Towards the Bayesian calibration of a glacier surface energy balance model for unmonitored glaciers

Abstract. Building on Bayesian calibration techniques and leveraging high-resolution climate simulations, we test the current capabilities of calibrating a surface energy balance model for unmonitored glaciers using only globally available satellite observations at Hintereisferner. We developed a multi-objective Bayesian framework for the Coupled Snowpack and Ice surface energy and mass balance model in Python (COSIPY), calibrated with satellite-derived geodetic mass balance, transient snowline altitudes, and mean glacier albedo. The framework is evaluated with in-situ observations and weather station measurements.
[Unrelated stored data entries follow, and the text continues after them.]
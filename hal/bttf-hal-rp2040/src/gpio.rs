//! Number-addressed GPIO bank
//!
//! Every pin is held as a `Flex` so it can switch between output and
//! input at runtime. Inputs get the internal pull-up, which lets the
//! bank emulate open-drain lines for the display bus.

use bttf_core::traits::{GpioBank, Level};
use embassy_rp::gpio::{self, Flex, Pull};

use crate::pins::{PinBank, PIN_COUNT};

/// GPIO bank over the pins left in a [`PinBank`]
pub struct FlexBank {
    pins: [Option<Flex<'static>>; PIN_COUNT],
}

impl FlexBank {
    /// Take every remaining pin out of `bank`
    ///
    /// Pins start as inputs with pull-up.
    pub fn new(bank: &mut PinBank) -> Self {
        let pins = bank.take_all().map(|pin| {
            pin.map(|pin| {
                let mut flex = Flex::new(pin);
                flex.set_pull(Pull::Up);
                flex.set_as_input();
                flex
            })
        });
        Self { pins }
    }

    /// Check if the bank holds a pin
    pub fn holds(&self, pin: u8) -> bool {
        matches!(self.pins.get(pin as usize), Some(Some(_)))
    }

    fn pin(&mut self, pin: u8) -> Option<&mut Flex<'static>> {
        self.pins.get_mut(pin as usize).and_then(Option::as_mut)
    }
}

impl GpioBank for FlexBank {
    fn set_output(&mut self, pin: u8) {
        if let Some(flex) = self.pin(pin) {
            flex.set_as_output();
        }
    }

    fn set_input(&mut self, pin: u8) {
        if let Some(flex) = self.pin(pin) {
            flex.set_pull(Pull::Up);
            flex.set_as_input();
        }
    }

    fn write(&mut self, pin: u8, level: Level) {
        if let Some(flex) = self.pin(pin) {
            flex.set_level(match level {
                Level::Low => gpio::Level::Low,
                Level::High => gpio::Level::High,
            });
        }
    }

    fn read(&mut self, pin: u8) -> Level {
        match self.pin(pin) {
            Some(flex) => Level::from_bool(flex.is_high()),
            None => Level::Low,
        }
    }
}
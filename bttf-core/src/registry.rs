//! Pin ownership registry
//!
//! Tracks which component owns each GPIO pin to prevent conflicts.

use heapless::FnvIndexMap;

use crate::traits::{PinError, PinOwner, PinOwnership};

/// Number of GPIO pins on the reference board (RP2040)
pub const GPIO_COUNT: u8 = 30;

/// Ownership record for a claimed pin
#[derive(Debug, Clone, Copy, PartialEq, Eq)]
#[cfg_attr(feature = "defmt", derive(defmt::Format))]
pub struct PinClaim {
    /// Owner tag
    pub owner: PinOwner,
    /// Claimed as an output
    pub output: bool,
}

/// Pin registry keyed by pin number
///
/// Each pin has at most one owner. A claim on a pin that is already
/// owned fails, even for the same owner.
pub struct PinRegistry {
    claims: FnvIndexMap<u8, PinClaim, 32>,
    pin_count: u8,
}

impl Default for PinRegistry {
    fn default() -> Self {
        Self::new()
    }
}

impl PinRegistry {
    /// Create a registry for the reference board
    pub fn new() -> Self {
        Self::with_pin_count(GPIO_COUNT)
    }

    /// Create a registry for a board with `pin_count` pins (max 32)
    pub fn with_pin_count(pin_count: u8) -> Self {
        Self {
            claims: FnvIndexMap::new(),
            pin_count: pin_count.min(32),
        }
    }

    /// Reserve a pin for the platform itself
    pub fn reserve(&mut self, pin: u8) -> Result<(), PinError> {
        self.claim(pin, false, PinOwner::System)
    }

    /// Claim record for a pin
    pub fn claim_of(&self, pin: u8) -> Option<PinClaim> {
        self.claims.get(&pin).copied()
    }

    /// Check if a pin is owned by anyone
    pub fn is_claimed(&self, pin: u8) -> bool {
        self.claims.contains_key(&pin)
    }

    /// Number of pins held by `owner`
    pub fn claimed_by(&self, owner: PinOwner) -> usize {
        self.claims.values().filter(|c| c.owner == owner).count()
    }

    /// Total number of claimed pins
    pub fn claimed_count(&self) -> usize {
        self.claims.len()
    }
}

impl PinOwnership for PinRegistry {
    fn claim(&mut self, pin: u8, output: bool, owner: PinOwner) -> Result<(), PinError> {
        if pin >= self.pin_count {
            return Err(PinError::InvalidPin);
        }
        if let Some(existing) = self.claims.get(&pin) {
            return Err(PinError::AlreadyOwned(existing.owner));
        }
        self.claims
            .insert(pin, PinClaim { owner, output })
            .map_err(|_| PinError::TableFull)?;
        Ok(())
    }

    fn release(&mut self, pin: u8, owner: PinOwner) -> Result<(), PinError> {
        match self.claims.get(&pin) {
            None => Err(PinError::NotClaimed),
            Some(existing) if existing.owner != owner => Err(PinError::NotOwner(existing.owner)),
            Some(_) => {
                self.claims.remove(&pin);
                Ok(())
            }
        }
    }

    fn owner_of(&self, pin: u8) -> Option<PinOwner> {
        self.claims.get(&pin).map(|c| c.owner)
    }
}

#[cfg(test)]
mod tests {
    use super::*;
    use crate::traits::UsermodId;

    const LAMP: PinOwner = PinOwner::Usermod(UsermodId::BttfLamp);

    #[test]
    fn test_claim_and_release() {
        let mut registry = PinRegistry::new();

        assert!(registry.claim(11, true, LAMP).is_ok());
        assert_eq!(registry.owner_of(11), Some(LAMP));
        assert_eq!(
            registry.claim_of(11),
            Some(PinClaim {
                owner: LAMP,
                output: true
            })
        );

        // Can't claim same pin twice, not even as the same owner
        assert_eq!(
            registry.claim(11, true, LAMP),
            Err(PinError::AlreadyOwned(LAMP))
        );

        // Can claim different pin
        assert!(registry.claim(12, false, LAMP).is_ok());
        assert_eq!(registry.claimed_by(LAMP), 2);

        // Release and re-claim
        assert!(registry.release(11, LAMP).is_ok());
        assert!(!registry.is_claimed(11));
        assert!(registry.claim(11, true, LAMP).is_ok());
    }

    #[test]
    fn test_invalid_pin() {
        let mut registry = PinRegistry::new();
        assert_eq!(registry.claim(30, true, LAMP), Err(PinError::InvalidPin));
        assert_eq!(registry.claimed_count(), 0);

        let mut small = PinRegistry::with_pin_count(8);
        assert_eq!(small.claim(8, true, LAMP), Err(PinError::InvalidPin));
        assert!(small.claim(7, true, LAMP).is_ok());
    }

    #[test]
    fn test_release_requires_owner() {
        let mut registry = PinRegistry::new();
        registry.reserve(25).unwrap();

        assert_eq!(
            registry.release(25, LAMP),
            Err(PinError::NotOwner(PinOwner::System))
        );
        assert_eq!(registry.owner_of(25), Some(PinOwner::System));

        assert_eq!(registry.release(3, LAMP), Err(PinError::NotClaimed));
    }

    #[test]
    fn test_reserved_pin_blocks_usermod() {
        let mut registry = PinRegistry::new();
        registry.reserve(4).unwrap();

        assert_eq!(
            registry.claim(4, true, LAMP),
            Err(PinError::AlreadyOwned(PinOwner::System))
        );
        assert_eq!(registry.claimed_by(LAMP), 0);
        assert_eq!(registry.claimed_by(PinOwner::System), 1);
    }
}
//! Pin bank for config-driven pin assignment
//!
//! Moves all GPIO pins out of the peripherals into an array indexed by
//! pin number, so pins can be picked at runtime from configuration.

use embassy_rp::gpio::AnyPin;
use embassy_rp::peripherals::{DMA_CH0, FLASH, RTC};
use embassy_rp::{Peri, Peripherals};

/// Number of user GPIO pins on the RP2040
pub const PIN_COUNT: usize = 30;

/// Every GPIO pin, indexed by pin number
pub struct PinBank {
    pins: [Option<Peri<'static, AnyPin>>; PIN_COUNT],
}

impl PinBank {
    /// Take every pin still in the bank, leaving it empty
    pub fn take_all(&mut self) -> [Option<Peri<'static, AnyPin>>; PIN_COUNT] {
        core::mem::replace(&mut self.pins, [const { None }; PIN_COUNT])
    }
}

/// Non-GPIO peripherals that remain after creating the pin bank
pub struct RemainingPeripherals {
    pub flash: Peri<'static, FLASH>,
    pub dma_ch0: Peri<'static, DMA_CH0>,
    pub rtc: Peri<'static, RTC>,
}

/// Split the peripherals into the pin bank and the rest
pub fn split(p: Peripherals) -> (PinBank, RemainingPeripherals) {
    let pins = [
        Some(p.PIN_0.into()),
        Some(p.PIN_1.into()),
        Some(p.PIN_2.into()),
        Some(p.PIN_3.into()),
        Some(p.PIN_4.into()),
        Some(p.PIN_5.into()),
        Some(p.PIN_6.into()),
        Some(p.PIN_7.into()),
        Some(p.PIN_8.into()),
        Some(p.PIN_9.into()),
        Some(p.PIN_10.into()),
        Some(p.PIN_11.into()),
        Some(p.PIN_12.into()),
        Some(p.PIN_13.into()),
        Some(p.PIN_14.into()),
        Some(p.PIN_15.into()),
        Some(p.PIN_16.into()),
        Some(p.PIN_17.into()),
        Some(p.PIN_18.into()),
        Some(p.PIN_19.into()),
        Some(p.PIN_20.into()),
        Some(p.PIN_21.into()),
        Some(p.PIN_22.into()),
        Some(p.PIN_23.into()),
        Some(p.PIN_24.into()),
        Some(p.PIN_25.into()),
        Some(p.PIN_26.into()),
        Some(p.PIN_27.into()),
        Some(p.PIN_28.into()),
        Some(p.PIN_29.into()),
    ];
    let remaining = RemainingPeripherals {
        flash: p.FLASH,
        dma_ch0: p.DMA_CH0,
        rtc: p.RTC,
    };
    (PinBank { pins }, remaining)
}
//! Property tests for the time display driver

mod common;

use proptest::prelude::*;

use bttf_core::config::{clamp_read_interval_s, LampConfig, PinAssignment};
use bttf_core::display::DisplayValue;
use bttf_core::lamp::{TickOutcome, TimeDisplayDriver, BOOT_SETTLE_MS, LAMP_OWNER};
use bttf_core::time::LocalTime;
use bttf_core::traits::Level;

use common::{Event, MockPlatform};

fn local_time() -> impl Strategy<Value = LocalTime> {
    (1970u16..2100, 1u8..=12, 1u8..=28, 0u8..24, 0u8..60, 0u8..60)
        .prop_map(|(y, mo, d, h, mi, s)| LocalTime::new(y, mo, d, h, mi, s).unwrap())
}

/// Six distinct pins below 30, with the last one shared as clock
fn pin_assignment() -> impl Strategy<Value = PinAssignment> {
    Just((0u8..30).collect::<Vec<_>>())
        .prop_shuffle()
        .prop_map(|pins| PinAssignment {
            segments: [pins[0], pins[1], pins[2]],
            am: pins[3],
            pm: pins[4],
            clk: pins[5],
        })
}

proptest! {
    /// Any stored interval lands inside 10-120 s
    #[test]
    fn interval_always_clamped(seconds in any::<i32>()) {
        let mut lamp = TimeDisplayDriver::new(MockPlatform::new());
        lamp.apply_config(&LampConfig { read_interval_s: Some(seconds), ..Default::default() }, 0);

        let ms = lamp.settings().update_interval_ms;
        prop_assert!((10_000..=120_000).contains(&ms));
        prop_assert_eq!(ms, clamp_read_interval_s(seconds) * 1000);
        if (10..=120).contains(&seconds) {
            prop_assert_eq!(ms, seconds as u32 * 1000);
        }
    }

    /// Renders are never closer together than the interval, and the first
    /// never comes before the settle delay
    #[test]
    fn renders_respect_interval(
        interval_s in 10i32..=120,
        steps in prop::collection::vec(1u64..20_000, 1..200),
    ) {
        let mut lamp = TimeDisplayDriver::new(MockPlatform::with_time(
            LocalTime::new(1985, 10, 26, 1, 21, 0).unwrap(),
        ));
        lamp.apply_config(&LampConfig { read_interval_s: Some(interval_s), ..Default::default() }, 0);
        lamp.initialize(0);

        let interval_ms = interval_s as u64 * 1000;
        let mut now = 0;
        let mut last: Option<u64> = None;
        for step in steps {
            now += step;
            if let TickOutcome::Rendered { .. } = lamp.tick(now) {
                match last {
                    None => prop_assert!(now >= BOOT_SETTLE_MS),
                    Some(prev) => prop_assert!(now - prev >= interval_ms),
                }
                last = Some(now);
            }
        }
    }

    /// After a render exactly one indicator is lit
    #[test]
    fn indicators_exclusive_after_render(time in local_time()) {
        let mut lamp = TimeDisplayDriver::new(MockPlatform::with_time(time));
        lamp.initialize(0);
        lamp.tick(BOOT_SETTLE_MS);

        let pins = lamp.settings().pins;
        let am = lamp.platform().level(pins.am);
        let pm = lamp.platform().level(pins.pm);
        prop_assert_eq!(am == Some(Level::High), time.hour < 12);
        prop_assert_eq!(pm == Some(Level::High), time.hour >= 12);
        prop_assert!(lamp.platform().is_output(pins.am));
        prop_assert!(lamp.platform().is_output(pins.pm));
    }

    /// Rendered frames match the shown time
    #[test]
    fn frames_follow_time(time in local_time()) {
        let mut lamp = TimeDisplayDriver::new(MockPlatform::with_time(time));
        lamp.initialize(0);
        lamp.tick(BOOT_SETTLE_MS);

        let pins = lamp.settings().pins;
        let platform = lamp.platform();
        prop_assert_eq!(platform.frame(pins.segments[0]), Some(DisplayValue::Number(time.year).encode()));
        prop_assert_eq!(
            platform.frame(pins.segments[2]),
            Some(DisplayValue::Pair { left: time.hour12(), right: time.minute, colon: true }.encode())
        );
    }

    /// Reconfiguring pins never leaves a pin claimed twice or a stale claim behind
    #[test]
    fn reconfig_never_double_claims(
        assignments in prop::collection::vec(pin_assignment(), 1..8),
    ) {
        let mut lamp = TimeDisplayDriver::new(MockPlatform::new());
        lamp.initialize(0);

        for (i, pins) in assignments.into_iter().enumerate() {
            lamp.apply_config(&LampConfig { pins: Some(pins), ..Default::default() }, i as u64);

            let registry = &lamp.platform().registry;
            prop_assert_eq!(registry.claimed_by(LAMP_OWNER), 6);
            prop_assert_eq!(registry.claimed_count(), 6);
        }
        prop_assert!(lamp.platform().claims_never_overlap());

        lamp.teardown();
        prop_assert_eq!(lamp.platform().registry.claimed_count(), 0);
    }

    /// A pin held by someone else is never driven, whichever one it is
    #[test]
    fn foreign_pin_never_driven(index in 0usize..6, time in local_time()) {
        let pins = PinAssignment::default();
        let foreign = pins.all()[index];
        let mut platform = MockPlatform::with_time(time);
        platform.registry.reserve(foreign).unwrap();
        let mut lamp = TimeDisplayDriver::new(platform);

        prop_assert_eq!(lamp.initialize(0), 5);
        lamp.tick(0);
        lamp.tick(BOOT_SETTLE_MS);
        lamp.teardown();

        let driven = lamp.platform().events.iter().any(|e| match *e {
            Event::SetOutput(pin) | Event::Write(pin, _) => pin == foreign,
            Event::Segments { clk, dio, .. } | Event::Brightness { clk, dio, .. } => {
                clk == foreign || dio == foreign
            }
            _ => false,
        });
        prop_assert!(!driven);
        prop_assert_eq!(lamp.platform().registry.claimed_count(), 1);
    }

    /// Unix time round-trips through local time at any whole-hour offset
    #[test]
    fn unix_round_trip(secs in 0i64..4_102_444_800, offset in -12i8..=14) {
        let local = LocalTime::from_unix(secs, offset).unwrap();
        prop_assert_eq!(local.to_unix(offset), Some(secs));
    }
}
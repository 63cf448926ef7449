//! Board-agnostic core logic for the BTTF time circuit lamp
//!
//! This crate contains all application logic that does not depend on
//! specific hardware implementations:
//!
//! - Platform contract traits (pin ownership, GPIO, display bus, time source)
//! - Pin ownership registry
//! - Calendar time conversion
//! - Seven-segment encoding and display handles
//! - Lamp configuration types
//! - The time display driver and its host lifecycle hooks

#![no_std]
#![deny(unsafe_code)]

pub mod config;
pub mod display;
pub mod lamp;
pub mod registry;
pub mod time;
pub mod traits;
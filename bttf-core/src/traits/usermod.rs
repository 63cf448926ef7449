//! Host lifecycle hooks
//!
//! A usermod is a plugin unit the host firmware calls into from its
//! setup, loop and config code paths.

use crate::config::ConfigRoot;
use crate::traits::UsermodId;

/// Host lifecycle for a usermod
///
/// The host calls `read_from_config` before `setup`, then `tick` on
/// every scheduler pass. `add_to_config` is called whenever the host
/// persists its configuration.
pub trait Usermod {
    /// Result of one scheduler pass
    type Outcome;

    /// Usermod identifier
    fn id(&self) -> UsermodId;

    /// One-time initialization at boot
    fn setup(&mut self, now_ms: u64);

    /// Scheduler pass
    fn tick(&mut self, now_ms: u64) -> Self::Outcome;

    /// Store persistent properties into the host config
    fn add_to_config(&self, root: &mut ConfigRoot);

    /// Load persistent properties from the host config
    ///
    /// Returns false if the config did not contain everything this
    /// usermod stores, so the host knows defaults were applied.
    fn read_from_config(&mut self, root: &ConfigRoot, now_ms: u64) -> bool;
}
//! Recording mock platform shared by the integration tests

#![allow(dead_code)]

use std::collections::HashMap;

use bttf_core::display::DisplayValue;
use bttf_core::registry::PinRegistry;
use bttf_core::time::LocalTime;
use bttf_core::traits::display::DIGITS;
use bttf_core::traits::{
    DisplayError, GpioBank, Level, LocalTimeSource, PinError, PinOwner, PinOwnership, SegmentBus,
};

/// Everything the driver did to the platform, in order
#[derive(Debug, Clone, Copy, PartialEq, Eq)]
pub enum Event {
    Claim { pin: u8, ok: bool },
    Release { pin: u8, ok: bool },
    SetOutput(u8),
    Write(u8, Level),
    Segments { clk: u8, dio: u8, frame: [u8; DIGITS] },
    Brightness { clk: u8, dio: u8, level: u8 },
    TimeQuery,
}

pub struct MockPlatform {
    pub registry: PinRegistry,
    pub events: Vec<Event>,
    pub outputs: HashMap<u8, bool>,
    pub levels: HashMap<u8, Level>,
    pub frames: HashMap<u8, [u8; DIGITS]>,
    pub brightness: HashMap<u8, u8>,
    pub time: Option<LocalTime>,
    pub failing_dio: Option<u8>,
}

impl MockPlatform {
    pub fn new() -> Self {
        Self {
            registry: PinRegistry::new(),
            events: Vec::new(),
            outputs: HashMap::new(),
            levels: HashMap::new(),
            frames: HashMap::new(),
            brightness: HashMap::new(),
            time: None,
            failing_dio: None,
        }
    }

    pub fn with_time(time: LocalTime) -> Self {
        let mut platform = Self::new();
        platform.time = Some(time);
        platform
    }

    pub fn level(&self, pin: u8) -> Option<Level> {
        self.levels.get(&pin).copied()
    }

    pub fn is_output(&self, pin: u8) -> bool {
        self.outputs.get(&pin).copied().unwrap_or(false)
    }

    pub fn frame(&self, dio: u8) -> Option<[u8; DIGITS]> {
        self.frames.get(&dio).copied()
    }

    pub fn segment_writes(&self) -> usize {
        self.events
            .iter()
            .filter(|e| matches!(e, Event::Segments { .. }))
            .count()
    }

    /// Checks that no pin was ever claimed twice without a release in between
    pub fn claims_never_overlap(&self) -> bool {
        let mut held: HashMap<u8, bool> = HashMap::new();
        for event in &self.events {
            match *event {
                Event::Claim { pin, ok: true } => {
                    if held.insert(pin, true) == Some(true) {
                        return false;
                    }
                }
                Event::Release { pin, ok: true } => {
                    held.insert(pin, false);
                }
                _ => {}
            }
        }
        true
    }

    pub fn clear_events(&mut self) {
        self.events.clear();
    }
}

impl PinOwnership for MockPlatform {
    fn claim(&mut self, pin: u8, output: bool, owner: PinOwner) -> Result<(), PinError> {
        let result = self.registry.claim(pin, output, owner);
        self.events.push(Event::Claim {
            pin,
            ok: result.is_ok(),
        });
        result
    }

    fn release(&mut self, pin: u8, owner: PinOwner) -> Result<(), PinError> {
        let result = self.registry.release(pin, owner);
        self.events.push(Event::Release {
            pin,
            ok: result.is_ok(),
        });
        result
    }

    fn owner_of(&self, pin: u8) -> Option<PinOwner> {
        self.registry.owner_of(pin)
    }
}

impl GpioBank for MockPlatform {
    fn set_output(&mut self, pin: u8) {
        self.outputs.insert(pin, true);
        self.events.push(Event::SetOutput(pin));
    }

    fn set_input(&mut self, pin: u8) {
        self.outputs.insert(pin, false);
    }

    fn write(&mut self, pin: u8, level: Level) {
        self.levels.insert(pin, level);
        self.events.push(Event::Write(pin, level));
    }

    fn read(&mut self, pin: u8) -> Level {
        self.level(pin).unwrap_or(Level::Low)
    }
}

impl SegmentBus for MockPlatform {
    fn write_segments(
        &mut self,
        clk: u8,
        dio: u8,
        segments: &[u8; DIGITS],
    ) -> Result<(), DisplayError> {
        if self.failing_dio == Some(dio) {
            return Err(DisplayError::NoAck);
        }
        self.frames.insert(dio, *segments);
        self.events.push(Event::Segments {
            clk,
            dio,
            frame: *segments,
        });
        Ok(())
    }

    fn set_brightness(&mut self, clk: u8, dio: u8, level: u8) -> Result<(), DisplayError> {
        self.brightness.insert(dio, level);
        self.events.push(Event::Brightness { clk, dio, level });
        Ok(())
    }
}

impl LocalTimeSource for MockPlatform {
    fn local_time(&mut self) -> Option<LocalTime> {
        self.events.push(Event::TimeQuery);
        self.time
    }
}

pub fn time(year: u16, month: u8, day: u8, hour: u8, minute: u8) -> LocalTime {
    LocalTime::new(year, month, day, hour, minute, 0).unwrap()
}

pub fn pair(left: u8, right: u8, colon: bool) -> [u8; DIGITS] {
    DisplayValue::Pair { left, right, colon }.encode()
}

pub fn number(value: u16) -> [u8; DIGITS] {
    DisplayValue::Number(value).encode()
}
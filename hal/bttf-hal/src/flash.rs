//! Flash storage abstractions
//!
//! Key-value storage for the persisted config tree. Chip HALs back it
//! with their own flash.

/// Storage keys for persisted data
#[derive(Debug, Clone, Copy, PartialEq, Eq)]
#[cfg_attr(feature = "defmt", derive(defmt::Format))]
#[repr(u8)]
pub enum StorageKey {
    /// Host config tree including the lamp namespace (postcard)
    LampConfig = 0,
}

impl StorageKey {
    /// Key byte as stored in flash
    pub fn as_u8(self) -> u8 {
        self as u8
    }

    /// Key for a stored byte, `None` for keys this firmware does not know
    pub fn from_u8(value: u8) -> Option<Self> {
        match value {
            0 => Some(StorageKey::LampConfig),
            _ => None,
        }
    }
}

/// Errors from flash storage operations
#[derive(Debug, Clone, Copy, PartialEq, Eq)]
#[cfg_attr(feature = "defmt", derive(defmt::Format))]
pub enum FlashError {
    /// Storage layer failed
    Storage,
    /// Key not found
    NotFound,
    /// Value does not fit the buffer or the item size
    BufferTooSmall,
    /// Data corrupted or invalid
    Corrupted,
    /// Storage is full
    Full,
}

/// Wear-leveled key-value store
pub trait FlashStorage {
    /// Read the value for `key` into `buffer`
    ///
    /// Returns the number of bytes read.
    fn read(
        &mut self,
        key: StorageKey,
        buffer: &mut [u8],
    ) -> impl core::future::Future<Output = Result<usize, FlashError>>;

    /// Store `data` under `key`, replacing any previous value
    fn write(
        &mut self,
        key: StorageKey,
        data: &[u8],
    ) -> impl core::future::Future<Output = Result<(), FlashError>>;
}

#[cfg(feature = "sequential-storage")]
impl sequential_storage::map::Key for StorageKey {
    fn serialize_into(
        &self,
        buffer: &mut [u8],
    ) -> Result<usize, sequential_storage::map::SerializationError> {
        let slot = buffer
            .first_mut()
            .ok_or(sequential_storage::map::SerializationError::BufferTooSmall)?;
        *slot = self.as_u8();
        Ok(1)
    }

    fn deserialize_from(
        buffer: &[u8],
    ) -> Result<(Self, usize), sequential_storage::map::SerializationError> {
        let byte = buffer
            .first()
            .ok_or(sequential_storage::map::SerializationError::BufferTooSmall)?;
        StorageKey::from_u8(*byte)
            .map(|key| (key, 1))
            .ok_or(sequential_storage::map::SerializationError::InvalidFormat)
    }
}

#[cfg(test)]
mod tests {
    use super::*;

    #[test]
    fn test_key_bytes() {
        assert_eq!(StorageKey::LampConfig.as_u8(), 0);
        assert_eq!(StorageKey::from_u8(0), Some(StorageKey::LampConfig));
        assert_eq!(StorageKey::from_u8(1), None);
    }
}
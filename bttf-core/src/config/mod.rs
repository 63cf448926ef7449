//! Configuration types
//!
//! Board-agnostic configuration structures. The host keeps them in
//! flash as postcard binary data; the firmware's compiled-in defaults
//! are written in TOML using the same key names.

pub mod lamp;

pub use lamp::*;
A Latin Hypercube Sampling ensemble was used to investigate the model's parameter behaviour, establish priors and enable a Markov Chain Monte Carlo calibration helped by a novel and computationally efficient COSIPY emulator. The multi-objective calibration successfully constrains parameter distributions, addressing the equifinality between accumulation and albedo parameters. However, tighter parameter constraints, combined with imperfect climate simulations as forcing, create a model solution that requires a compromise between the three observational targets. Model evaluation shows that the calibrated ensemble reproduces glacier-mean albedos and inter-annual mass-balance variability well, but exhibits a negative bias in mean annual mass balance and a delayed snowline rise. This apparent contradiction arises from both forcing and model limitations. Incoming longwave radiation is overestimated throughout the year, while a warm and humid bias in the meteorological input during the later melt season enhances the positive turbulent fluxes. Early season melt is delayed by underestimated incoming shortwave radiation, and by an overly slow albedo decay caused by too high albedo aging and firn albedo parameters. Such biases in the meteorological forcing data remain a major obstacle to applying surface energy balance models to unmonitored glaciers. The calibration framework presented in this study provides diagnostic tools that help identify shortcomings and compensation effects within the modelling chain, paving the way for correcting forcing biases within a Bayesian framework as more observations become available. The open-source tools developed here have the potential to lower the barrier to studying the atmospheric drivers of glacier change at unmonitored sites with explicit treatment of uncertainty.